Restate word for word the lines of the data below, from the first through the one that has "use crate::tracker::MessageSink;".

- Opening Delimiter -

/// Promise-returning wrappers over chrome.* callbacks, and the Rust
/// collaborators built on them.

use async_trait::async_trait;
use futures::future::{FutureExt, LocalBoxFuture};
use serde::{Deserialize, Serialize};
use serde_json::Value;
use wasm_bindgen::prelude::*;

use crate::coordinator::effects::{Badge, Clock, Notification, Notifier};
use crate::domain::origin_match_pattern;
use crate::error::{Result, TrackerError};
use crate::media::TabId;
use crate::protocol::Request;
use crate::series::PageFetcher;
use crate::storage::{StorageArea, StorageKey};
use crate::tracker::MessageSink;

#[wasm_bindgen(module = "/extension.js")]
extern "C" {
    #[wasm_bindgen(catch)]
    async fn getStorage(key: &str) -> std::result::Result<JsValue, JsValue>;

    #[wasm_bindgen(catch)]
    async fn setStorage(key: &str, value: JsValue) -> std::result::Result<(), JsValue>;

    #[wasm_bindgen(catch)]
    async fn removeStorage(key: &str) -> std::result::Result<(), JsValue>;

    #[wasm_bindgen(catch)]
    async fn fetchText(url: &str) -> std::result::Result<JsValue, JsValue>;

    #[wasm_bindgen(catch, js_name = sleep)]
    async fn sleepMs(ms: u32) -> std::result::Result<(), JsValue>;

    #[wasm_bindgen(catch)]
    async fn showNotification(options: JsValue) -> std::result::Result<(), JsValue>;

    #[wasm_bindgen(catch)]
    async fn setBadge(text: &str, color: Option<String>) -> std::result::Result<(), JsValue>;

    #[wasm_bindgen(catch)]
    async fn createAlarm(name: &str, period_minutes: u32) -> std::result::Result<(), JsValue>;

    #[wasm_bindgen(catch)]
    async fn grantedOrigins() -> std::result::Result<JsValue, JsValue>;

    #[wasm_bindgen(catch)]
    async fn unregisterContentScripts() -> std::result::Result<(), JsValue>;

    #[wasm_bindgen(catch)]
    async fn registerContentScripts(matches: JsValue) -> std::result::Result<(), JsValue>;

    #[wasm_bindgen(catch)]
    async fn openTabs() -> std::result::Result<JsValue, JsValue>;

    #[wasm_bindgen(catch)]
    async fn injectTracker(tab_id: i32) -> std::result::Result<(), JsValue>;

    fn sendRuntimeMessage(message: JsValue);
}

fn js_error(context: &str, e: JsValue) -> TrackerError {
    TrackerError::Browser(format!("{}: {:?}", context, e))
}

fn to_js<T: Serialize + ?Sized>(value: &T) -> Result<JsValue> {
    // Maps must arrive as plain objects for chrome.storage.
    let serializer = serde_wasm_bindgen::Serializer::json_compatible();
    value
        .serialize(&serializer)
        .map_err(|e| TrackerError::Serialization(e.to_string()))
}

/// chrome.storage.local
pub struct ChromeStorage;

#[async_trait(?Send)]
impl StorageArea for ChromeStorage {
    async fn get(&self, key: StorageKey) -> Result<Option<Value>> {
        let value = getStorage(key.as_str())
            .await
            .map_err(|e| TrackerError::Storage(format!("{:?}", e)))?;
        if value.is_undefined() || value.is_null() {
            return Ok(None);
        }
        serde_wasm_bindgen::from_value(value)
            .map(Some)
            .map_err(|e| TrackerError::Serialization(e.to_string()))
    }

    async fn set(&self, key: StorageKey, value: Value) -> Result<()> {
        setStorage(key.as_str(), to_js(&value)?)
            .await
            .map_err(|e| TrackerError::Storage(format!("{:?}", e)))
    }

    async fn remove(&self, key: StorageKey) -> Result<()> {
        removeStorage(key.as_str())
            .await
            .map_err(|e| TrackerError::Storage(format!("{:?}", e)))
    }
}

pub struct BrowserFetcher;

#[async_trait(?Send)]
impl PageFetcher for BrowserFetcher {
    async fn fetch_text(&self, url: &str) -> Result<String> {
        let body = fetchText(url).await.map_err(|e| TrackerError::Fetch {
            url: url.to_string(),
            reason: format!("{:?}", e),
        })?;
        body.as_string().ok_or_else(|| TrackerError::Fetch {
            url: url.to_string(),
            reason: "response body was not text".to_string(),
        })
    }
}

pub struct BrowserClock;

impl Clock for BrowserClock {
    fn now_ms(&self) -> f64 {
        js_sys::Date::now()
    }

    fn sleep(&self, ms: u32) -> LocalBoxFuture<'static, ()> {
        async move {
            if let Err(e) = sleepMs(ms).await {
                log::warn!("Timer failed: {:?}", e);
            }
        }
        .boxed_local()
    }
}

#[derive(Serialize)]
#[serde(rename_all = "camelCase")]
struct NotificationOptions<'a> {
    title: &'a str,
    message: &'a str,
    priority: i8,
}

pub struct ChromeNotifier;

#[async_trait(?Send)]
impl Notifier for ChromeNotifier {
    async fn notify(&self, notification: Notification) -> Result<()> {
        let options = to_js(&NotificationOptions {
            title: &notification.title,
            message: &notification.message,
            priority: notification.priority,
        })?;
        showNotification(options)
            .await
            .map_err(|e| js_error("notification", e))
    }

    async fn set_badge(&self, badge: Badge) -> Result<()> {
        setBadge(&badge.text(), badge.color().map(str::to_string))
            .await
            .map_err(|e| js_error("badge", e))
    }
}

pub async fn create_alarm(name: &str, period_minutes: u32) -> Result<()> {
    createAlarm(name, period_minutes)
        .await
        .map_err(|e| js_error("alarm", e))
}

fn from_js<T: for<'de> Deserialize<'de>>(value: JsValue) -> Result<T> {
    serde_wasm_bindgen::from_value(value).map_err(|e| TrackerError::Serialization(e.to_string()))
}

/// Host origins the user has granted so far.
pub async fn granted_origins() -> Result<Vec<String>> {
    let origins = grantedOrigins()
        .await
        .map_err(|e| js_error("permissions", e))?;
    from_js(origins)
}

pub async fn unregister_content_scripts() -> Result<()> {
    unregisterContentScripts()
        .await
        .map_err(|e| js_error("script unregistration", e))
}

/// Replace the tracker registration with one covering `origins`. Nothing is
/// registered for an empty list.
pub async fn register_content_scripts(origins: &[String]) -> Result<()> {
    if let Err(e) = unregister_content_scripts().await {
        // Nothing registered yet
        log::debug!("{}", e);
    }
    if origins.is_empty() {
        return Ok(());
    }
    let matches: Vec<String> = origins.iter().map(|o| origin_match_pattern(o)).collect();
    registerContentScripts(to_js(&matches)?)
        .await
        .map_err(|e| js_error("script registration", e))
}

#[derive(Debug, Deserialize)]
pub struct OpenTab {
    pub id: TabId,
    pub url: String,
}

pub async fn open_tabs() -> Result<Vec<OpenTab>> {
    let tabs = openTabs().await.map_err(|e| js_error("tabs", e))?;
    from_js(tabs)
}

pub async fn inject_tracker(tab_id: TabId) -> Result<()> {
    injectTracker(tab_id)
        .await
        .map_err(|e| js_error("script injection", e))
}

/// chrome.runtime.sendMessage with the reply ignored.
pub struct RuntimeSink;

impl MessageSink for RuntimeSink {
    fn send(&self, request: Request) {
        match to_js(&request.to_message()) {
            Ok(message) => sendRuntimeMessage(message),
            Err(e) => log::error!("Could not encode {}: {}", request.kind(), e),
        }
    }
}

- Closing Delimiter -

Answer box:
/// Promise-returning wrappers over chrome.* callbacks, and the Rust
/// collaborators built on them.

use async_trait::async_trait;
use futures::future::{FutureExt, LocalBoxFuture};
use serde::{Deserialize, Serialize};
use serde_json::Value;
use wasm_bindgen::prelude::*;

use crate::coordinator::effects::{Badge, Clock, Notification, Notifier};
use crate::domain::origin_match_pattern;
use crate::error::{Result, TrackerError};
use crate::media::TabId;
use crate::protocol::Request;
use crate::series::PageFetcher;
use crate::storage::{StorageArea, StorageKey};
use crate::tracker::MessageSink;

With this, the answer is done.